[The data — start]
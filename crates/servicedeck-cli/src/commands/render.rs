//! Implementation of the `servicedeck render` command.

use std::sync::Arc;

use tracing::instrument;

use servicedeck_adapters::ModalPresenter;
use servicedeck_core::prelude::*;

use crate::{
    cli::{OutputFormat, RenderArgs, RenderFormat, ThemeArg},
    config::AppConfig,
    error::CliResult,
    output::OutputManager,
};

#[instrument(skip_all)]
pub async fn execute(args: RenderArgs, config: AppConfig, output: OutputManager) -> CliResult<()> {
    let theme = args.theme.map(|t| match t {
        ThemeArg::Light => Theme::Light,
        ThemeArg::Dark => Theme::Dark,
    });
    let options = super::screen_options(&config, theme, args.width)?;

    let controller = super::controller(&config)?;
    let screen = ServiceScreen::new(controller.clone(), Arc::new(ModalPresenter::new()), options);

    let result = controller.refresh().await;
    super::settle(result, &controller, &output)?;
    let tree = screen.render()?;

    if args.format == RenderFormat::Json || output.format() == OutputFormat::Json {
        output.json(&tree)?;
        return Ok(());
    }

    output.header(&format!(
        "Screen ({} theme, background {}, cards {}, text {}, {} px)",
        tree.theme,
        tree.background,
        tree.card_background,
        tree.foreground,
        screen.options().viewport.width()
    ))?;
    for line in outline(&tree) {
        output.data(&line)?;
    }
    Ok(())
}

/// One line per node, children indented under their card.
fn outline(tree: &ScreenTree) -> Vec<String> {
    let mut lines = Vec::new();
    for node in &tree.nodes {
        push_node(node, 0, &mut lines);
    }
    lines
}

fn push_node(node: &Node, depth: usize, lines: &mut Vec<String>) {
    let indent = "  ".repeat(depth);
    let role = match node.role {
        NodeRole::Heading => "heading",
        NodeRole::Text => "text",
        NodeRole::Button => "button",
        NodeRole::Card => "card",
        NodeRole::Glyph => "glyph",
    };

    let mut line = format!("{indent}{role:<7} {}", node.text);
    if let Some(id) = node.accessibility_id {
        line.push_str(&format!("  (~{id})"));
    }
    if let Some(width) = node.width {
        line.push_str(&format!("  [{width}px]"));
    }
    lines.push(line);

    // the card line already carries the title
    for child in node.children.iter().filter(|c| c.role != NodeRole::Heading) {
        push_node(child, depth + 1, lines);
    }
}
// ============================================================================
// domain/error.rs - VALIDATION ERROR DOMAIN
// ============================================================================

use thiserror::Error;

/// Root domain error type.
///
/// All errors are:
/// - Cloneable (they travel inside partial-snapshot reports)
/// - Categorizable (for CLI display)
/// - Actionable (provides suggestions)
#[derive(Debug, Error, Clone, PartialEq)]
pub enum DomainError {
    // ========================================================================
    // Validation Errors (400-level equivalent)
    // ========================================================================
    #[error("Required field missing on {record}: {field}")]
    MissingRequiredField {
        record: String,
        field: &'static str,
    },

    #[error("Field '{field}' on {record} must not be blank")]
    BlankField {
        record: String,
        field: &'static str,
    },

    #[error("Invalid service id: {0}")]
    InvalidServiceId(String),

    #[error("Invalid theme '{0}'")]
    InvalidTheme(String),

    #[error("Viewport width {width} is too narrow (minimum {minimum})")]
    ViewportTooNarrow { width: u32, minimum: u32 },

    // ========================================================================
    // Constraint Violations
    // ========================================================================
    #[error("Duplicate service id in listing: {id}")]
    DuplicateServiceId { id: String },
}

impl DomainError {
    /// Get user-actionable suggestions for fixing this error.
    pub fn suggestions(&self) -> Vec<String> {
        match self {
            Self::MissingRequiredField { record, field } => vec![
                format!("The backend returned {} without a {}", record, field),
                "Fix or delete the record on the backend".into(),
            ],
            Self::InvalidServiceId(id) => vec![
                format!("'{}' is not a usable service id", id),
                "Try: servicedeck list to see current ids".into(),
            ],
            Self::InvalidTheme(_) => vec!["Supported themes: dark, light".into()],
            Self::ViewportTooNarrow { minimum, .. } => {
                vec![format!("Use a viewport width of at least {}", minimum)]
            }
            _ => vec!["See documentation for more details".into()],
        }
    }

    /// Error category for CLI display styling.
    pub fn category(&self) -> ErrorCategory {
        match self {
            Self::MissingRequiredField { .. }
            | Self::BlankField { .. }
            | Self::InvalidServiceId(_)
            | Self::InvalidTheme(_)
            | Self::ViewportTooNarrow { .. } => ErrorCategory::Validation,
            Self::DuplicateServiceId { .. } => ErrorCategory::Integrity,
        }
    }
}

#[derive(Debug, Clone, Copy, PartialEq, Eq)]
pub enum ErrorCategory {
    Validation,
    Integrity,
}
[The data — finish]
» **Task statement**: What lines in the records contain the word "into"? Return each one.

» **Answer**:
                "Fix or delete the record on the backend".into(),
                "Try: servicedeck list to see current ids".into(),
            Self::InvalidTheme(_) => vec!["Supported themes: dark, light".into()],
            _ => vec!["See documentation for more details".into()],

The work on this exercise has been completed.